Another issue surfaces when tire technicians wish to avoid damage to a pressure sensor while taking a tire off its wheel. “Often, a sensor is merely pushed away inside the wheel with hopes that the tire changer doesn’t hit it,” says Rigney. “Dill markets a ‘three-way fishing’ tool that holds a sensor in place while removing the tire.”
Identifying the type of TPMS system can also be tricky. As more Ford models are being introduced with snap-in sensors, tire technicians are having difficulty recognizing the difference between new sensor valve stems and conventional TR-413 and TR-418 valve stems.
Rigney said it’s difficult to identify the subtle variations in valve stem design because they are similar in length, but the snap-in has a longer cap. To make it easier the next time around, he recommends installing a metal clamp-in valve when servicing the system. “Remove the snap-in and use the same screw and installation torque to install the clamp-in, which will alert the technician that a sensor is attached to the valve.”

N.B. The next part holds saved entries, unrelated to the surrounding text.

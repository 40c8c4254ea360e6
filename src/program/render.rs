use crate::program::op::Terminal;
use crate::program::{Node, Program};
use std::fmt;

/// Precision used by `Display` when the formatter does not request one.
pub const DEFAULT_FLOAT_PRECISION: usize = 2;

/// Outcome of rendering into a caller-provided byte buffer.
#[derive(Debug, Clone, Copy, PartialEq, Eq)]
pub struct RenderedText {
    /// Bytes written before the NUL terminator
    pub written: usize,
    /// Whether the text had to be cut to fit
    pub truncated: bool,
}

fn write_node<W: fmt::Write>(out: &mut W, node: &Node, precision: usize) -> fmt::Result {
    match node {
        Node::Terminal(Terminal::Variable(i)) => write!(out, "X{}", i + 1),
        Node::Terminal(Terminal::Constant(c)) => write!(out, "{:.*}", precision, c),
        Node::Function(op, children) => {
            out.write_char('(')?;
            for (i, child) in children.iter().enumerate() {
                if i > 0 {
                    write!(out, " {} ", op.symbol())?;
                }
                write_node(out, child, precision)?;
            }
            out.write_char(')')
        }
    }
}

/// Renders a program as fully parenthesized infix text, e.g. `((X1 + 2.00) * X1)`.
/// Variables are numbered from 1.
pub fn render(program: &Program, float_precision: usize) -> String {
    let mut out = String::new();
    // Writing into a String cannot fail
    let _ = write_node(&mut out, program.root(), float_precision);
    out
}

/// Copies `text` into `out` as a NUL-terminated byte string, truncating instead of overflowing.
/// An empty buffer receives nothing.
pub fn write_truncated(text: &str, out: &mut [u8]) -> RenderedText {
    let Some(capacity) = out.len().checked_sub(1) else {
        return RenderedText {
            written: 0,
            truncated: !text.is_empty(),
        };
    };
    let bytes = text.as_bytes();
    let written = bytes.len().min(capacity);
    out[..written].copy_from_slice(&bytes[..written]);
    out[written] = 0;
    RenderedText {
        written,
        truncated: written < bytes.len(),
    }
}

/// Renders straight into a byte buffer; see [`write_truncated`].
pub fn render_into(program: &Program, float_precision: usize, out: &mut [u8]) -> RenderedText {
    write_truncated(&render(program, float_precision), out)
}

impl fmt::Display for Program {
    /// Honors the formatter precision for constants: `format!("{:.3}", program)`.
    fn fmt(&self, f: &mut fmt::Formatter<'_>) -> fmt::Result {
        write_node(f, self.root(), f.precision().unwrap_or(DEFAULT_FLOAT_PRECISION))
    }
}
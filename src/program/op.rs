/// Divisors with a smaller magnitude than this make protected division fall back.
pub const ZERO_DIV_EPSILON: f64 = 1e-3;
/// Result of a protected division whose divisor is too close to zero.
pub const ZERO_DIV_FALLBACK: f64 = 1.0;

#[derive(Debug, Clone, Copy, PartialEq, Eq, Hash)]
pub enum Operator {
    Add,
    Subtract,
    Multiply,
    Divide, // Protected: never divides by a near-zero value.
}

impl Operator {
    pub const ALL: [Operator; 4] = [
        Operator::Add,
        Operator::Subtract,
        Operator::Multiply,
        Operator::Divide,
    ];

    pub fn arity(self) -> usize {
        2
    }

    pub fn symbol(self) -> &'static str {
        match self {
            Operator::Add => "+",
            Operator::Subtract => "-",
            Operator::Multiply => "*",
            Operator::Divide => "/",
        }
    }

    #[inline]
    pub fn apply(self, a: f64, b: f64) -> f64 {
        match self {
            Operator::Add => a + b,
            Operator::Subtract => a - b,
            Operator::Multiply => a * b,
            Operator::Divide => protected_div(a, b),
        }
    }
}

#[inline]
pub fn protected_div(a: f64, b: f64) -> f64 {
    if b.abs() < ZERO_DIV_EPSILON {
        ZERO_DIV_FALLBACK
    } else {
        a / b
    }
}

#[derive(Debug, Clone, Copy, PartialEq)]
pub enum Terminal {
    /// Index into a fitness case's inputs
    Variable(usize),
    Constant(f64),
}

Then there’s always the basic question: Why invest in any TPMS tools, since all cars will soon be designed for auto-learn and auto-relearn processes?
Rigney is always ready for this question. “Not many vehicles have the auto-relearn function today and there is no indication that all vehicles will be auto-relearn in the future,” he says. “Even if it were true – which it’s not – there are still 50 million vehicles with TPMS on the road today. Tire service operations need well-trained technicians with the proper scan tools and correct answers to service customers.”